I'll be coming back from vacation in a week to pick the card up, I'll hook it in and DDU the shit out of my driver, install it again with NVCleanstall, but no expert tweaks this time. I was never using this option until it got added and when it did, suddenly problems appear. I don't want to pinpoint this on that, but from my understanding how these slots operate, MSI is already "activated" no matter what I do and I shouldn't be enabling it as end user. So I'm just gonna do exactly that and give myself a week to test. It usually crashed at least once within a week at some point, so we're gonna see.


----------



## W1zzard (Jul 18, 2020)

pntn said:


> I'll be coming back from vacation in a week to pick the card up, I'll hook it in and DDU the shit out of my driver, install it again with NVCleanstall, but no expert tweaks this time. I was never using this option until it got added and when it did, suddenly problems appear.


Definitely try that and feedback here. Maybe it's not activated by default for a reason


----------



## pntn (Jul 28, 2020)

Came back, got my card back, installed it, DDU'd the Nvidia driver and installed it again with NVCleanstall, without the MSI or any other expert tweaks. Let's see where that leads, will report in case of a crash or will report after a week and then week after to let y'all know I'm crash free, hopefully the latter.


----------



## Thelegendhimself (Jul 28, 2020)

Maybe, I have an answer to that. When you use NVClean and pick MSI, it pick +1 IRQ, not a sequencial number in your table. MSI utility by mbk1969 (Guru3D Author) right now has a release: 2020-03-16, and his sequetial application of IRQ in MSI-mode is Correct. If you have a 9900, etc. Maybe your settings are bad selections, because you want Brute Force above right selections ... Its not your Fault ... Is INTEL fault and their mitigations. When you have Nvidia you want good perfomance, less latency so you take from r/Allbenchmarks their recommendation when they use CapframeX, right now 442.59. This will take you to another thing, your problem "Nvlddmkm" some people can fix it with Perform scaling on GPU + No scaling, without Overclock your GPU and without ShaderCache. And you will need a driver for your Monitor from your EDID, use Custom Resolution Utility to do it. Let me tell you why your system fails, because it uses Windows and we have lot of settings to change because default ones are bad, try Pop! OS few days and you will see a difference, without change a single setting. And in NVIDIA, Always put PhysyX to GPU and Content type reported to display to Desktop Programs. Good luck !


----------



## pntn (Aug 1, 2020)

No obvious crash that happened previously, but after 4 days I was greeted by a BSOD saying driver power state failure on boot. I turned on my PC, went to the kitchen and came back to this, it was at 100% but wouldn't ever move so I restarted the PC. Reliability Monitor says Live Kernel Event 1a1 and BlueScreen 9f, I unfortunately don't have any crash dumps, they weren't created. I have Fast Boot enabled and always had.

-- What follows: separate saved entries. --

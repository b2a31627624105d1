use clap::{Parser, Subcommand};
use std::path::PathBuf;
use anyhow::Result;

use crate::core::Engine;

#[derive(Parser)]
#[command(name = "traceflow")]
#[command(about = "Convert trace logs into sequence diagrams")]
#[command(version)]
pub struct Cli {
    /// Path to configuration file
    #[arg(short, long)]
    pub config: Option<PathBuf>,

    /// Enable verbose logging
    #[arg(short, long)]
    pub verbose: bool,

    #[command(subcommand)]
    pub command: Commands,
}

#[derive(Subcommand)]
pub enum Commands {
    /// Convert a trace file into a sequence diagram description
    Generate {
        /// Input trace file (defaults to standard input)
        #[arg(short, long)]
        input: Option<PathBuf>,

        /// Output document (defaults to the configured document, trace.fdl)
        #[arg(short, long)]
        output: Option<PathBuf>,

        /// Only write the document; do not launch the renderer
        #[arg(long)]
        no_render: bool,
    },

    /// Write the default configuration file
    Init {
        /// Target directory (defaults to current directory)
        #[arg(short, long)]
        path: Option<PathBuf>,

        /// Overwrite an existing configuration file
        #[arg(long)]
        force: bool,
    },

    /// Validate regexes, templates and handler names
    Check {
        /// Treat warnings as errors
        #[arg(long)]
        strict: bool,
    },

    /// Render the existing scenario project
    Render,
}

impl Cli {
    pub async fn execute(self, engine: Engine) -> Result<()> {
        match self.command {
            Commands::Generate { input, output, no_render } => {
                engine.generate(input, output, no_render).await
            }
            Commands::Init { path, force } => {
                engine.init(path, force).await
            }
            Commands::Check { strict } => {
                engine.check(strict).await
            }
            Commands::Render => {
                engine.render().await
            }
        }
    }
}
// src/core/mod.rs
mod engine;
mod parser;
mod statement;
mod rules;
mod call_stack;
mod registry;
mod templates;
mod document;
mod renderer;
mod validator;

pub use statement::{Statement, StatementKind, Param, Remark};
pub use rules::{ExtractionRules, TraceContext};
pub use call_stack::CallStack;
pub use registry::{EntityRegistry, Classification};
pub use templates::TemplateSet;
pub use parser::{TraceParser, ParsedTrace};
pub use document::Document;
pub use renderer::{create_renderer, write_project_file};
pub use validator::ConfigValidator;

// Export the main engine
pub use engine::Engine;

Not sure if that's related to my problem, it's likely is since most of the threads mention similar error to mine.


----------



## pntn (Aug 3, 2020)

I have reformatted my PC, this BSOD happened again on boot, so I figured out there's some leftovers from drivers or whatever. It runs beautifully now, I'm yet to encounter a crash I used to have before and frankly, the only thing I've done differently was NVCleaninstall installing drivers without expert tweaks, so I'm pinning this one on some incompatibility with my system/chipset? vs. MSI mode for the time being. Will report if I crash on twitch/youtube, but fingers crossed this is done and dusted already.

I called it too soon I guess, I just crashed when watching a Twitch VOD. No BSOD, complete freeze, rebooted by itself.


----------



## pntn (Dec 1, 2020)

Well, that was a hardware issue most likely. Figured I'd report what I did because I haven't crashed for a way longer period of time than usual, my event viewer is also free of any nvlddmkm errors. 

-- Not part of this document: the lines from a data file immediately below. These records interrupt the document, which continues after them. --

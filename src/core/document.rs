//! Assembles the sequence diagram document from a parsed trace.
//!
//! The document is produced in three phases, always in this order:
//! header (includes, component and entity declarations, feature block
//! opening), body (one rendered statement per trace statement with its
//! bookmark and remark) and footer.

use std::collections::BTreeSet;

use indexmap::IndexMap;
use tracing::debug;

use crate::config::FormatConfig;
use crate::error::{TraceflowError, Result};
use super::templates::describe_error;
use super::{ParsedTrace, Statement, TemplateSet};

pub struct Document<'a> {
    trace: &'a ParsedTrace,
    templates: &'a TemplateSet,
    format: &'a FormatConfig,
    parents: &'a IndexMap<String, String>,
}

impl<'a> Document<'a> {
    pub fn new(
        trace: &'a ParsedTrace,
        templates: &'a TemplateSet,
        format: &'a FormatConfig,
        parents: &'a IndexMap<String, String>,
    ) -> Self {
        Self {
            trace,
            templates,
            format,
            parents,
        }
    }

    /// Generate the entire document: header, body and footer
    pub fn generate(&self) -> Result<String> {
        let mut content = self.generate_header();
        content.push_str(&self.generate_body()?);
        content.push_str(&self.generate_footer());

        debug!(
            "Assembled document with {} entities and {} statements",
            self.trace.registry.len(),
            self.trace.statements.len()
        );
        Ok(content)
    }

    fn generate_style_and_theme(&self) -> String {
        let mut content = String::new();
        if let Some(theme) = &self.format.theme {
            content.push_str(&format!("#include <{}.FDL>\n", theme));
        }
        content.push_str("#include <stdinc.FDL>\n\n");
        content
    }

    fn declare_entity(&self, entity: &str) -> String {
        if self.parents.is_empty() {
            return entity.to_string();
        }
        let parent = self
            .parents
            .get(entity)
            .unwrap_or(&self.format.default_group);
        format!("\"{}\" in \"{}\"", entity, parent)
    }

    fn generate_declaration(&self, dynamic: bool, entities: &[&str]) -> String {
        let decl_type = if dynamic { "dynamic" } else { "eternal" };
        let declared: Vec<String> = entities.iter().map(|e| self.declare_entity(e)).collect();
        format!("{}: {}\n", decl_type, declared.join(", "))
    }

    fn generate_header(&self) -> String {
        let mut header = self.generate_style_and_theme();

        if !self.parents.is_empty() {
            let mut seen = BTreeSet::new();
            let groups: Vec<String> = self
                .parents
                .values()
                .filter(|group| seen.insert(group.as_str()))
                .map(|group| format!("\"{}\"", group))
                .collect();
            header.push_str(&format!("component: {}\n", groups.join(", ")));

            if self.trace.using_default_group {
                header.push_str(&format!("component: \"{}\"\n", self.format.default_group));
            }
        }

        // One declaration per run of same-class entities
        for (dynamic, entities) in self.trace.registry.declaration_runs() {
            header.push_str(&self.generate_declaration(dynamic, &entities));
        }

        match &self.format.theme {
            Some(_) => header.push_str(&format!(
                "\n{{MyTheme}} feature \"{}\" {{\n",
                self.format.feature_title
            )),
            None => header.push_str(&format!("\nfeature \"{}\" {{\n", self.format.feature_title)),
        }

        // Deleted entities that were never created existed before tracing began
        for entity in self.trace.registry.orphan_deletes() {
            header.push_str(&format!("{}create {}\n", self.format.indent, entity));
        }

        header
    }

    fn generate_bookmark(&self, statement: &Statement) -> tera::Result<Option<String>> {
        match statement.bookmark_value() {
            Some(value) if self.format.bookmarks.contains(value) => {
                let heading = self.templates.render_bookmark(value)?;
                Ok(Some(format!("{}{}\n", self.format.indent, heading)))
            }
            _ => Ok(None),
        }
    }

    fn generate_statement(&self, statement: &Statement) -> tera::Result<String> {
        let mut text = String::new();
        if let Some(bookmark) = self.generate_bookmark(statement)? {
            text.push_str(&bookmark);
        }

        text.push_str(&self.format.indent);
        text.push_str(&statement.render(self.templates)?);
        text.push('\n');

        if let Some(remark) = statement.remark() {
            text.push_str(&self.format.indent);
            text.push_str(&self.templates.render_remark(remark)?);
            text.push('\n');
        }
        text.push('\n');
        Ok(text)
    }

    fn generate_body(&self) -> Result<String> {
        let mut body = String::new();
        for (index, statement) in self.trace.statements.iter().enumerate() {
            let text = self.generate_statement(statement).map_err(|e| {
                TraceflowError::StatementRender {
                    index,
                    template: statement.kind().template_name().to_string(),
                    detail: describe_error(&e),
                }
            })?;
            body.push_str(&text);
        }
        Ok(body)
    }

    fn generate_footer(&self) -> String {
        "}\n".to_string()
    }
}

I'm using two 144Hz LG 24GL600F-B monitors, hooked up to DP. One cable I bought separately, one is some Samsung DP. It was that DisplayPort cable that I bought separately or a specific port of my GPU or the DP port in the monitor. I switched to HDMI for testing on my primary monitor and haven't switched back yet, I'm crash free at the moment. I also updated Windows to 2009 version and disabled Chrome settings synchronisation. Seeing as I also crashed on Chromium based Edge that was completely stock and that this crash happened on many Windows versions, I think it's safe to say I'm on the right track. There was one dude complaining about the same cable that I have that it has an active 20th pin. Not sure how much pseudoscience is there to that statement and how it exactly affected me, but switching to HDMI worked. 

I'm planning to use another Samsung DP cable with my main monitor to confirm my suspicions. Will report back if I won't forget.


----------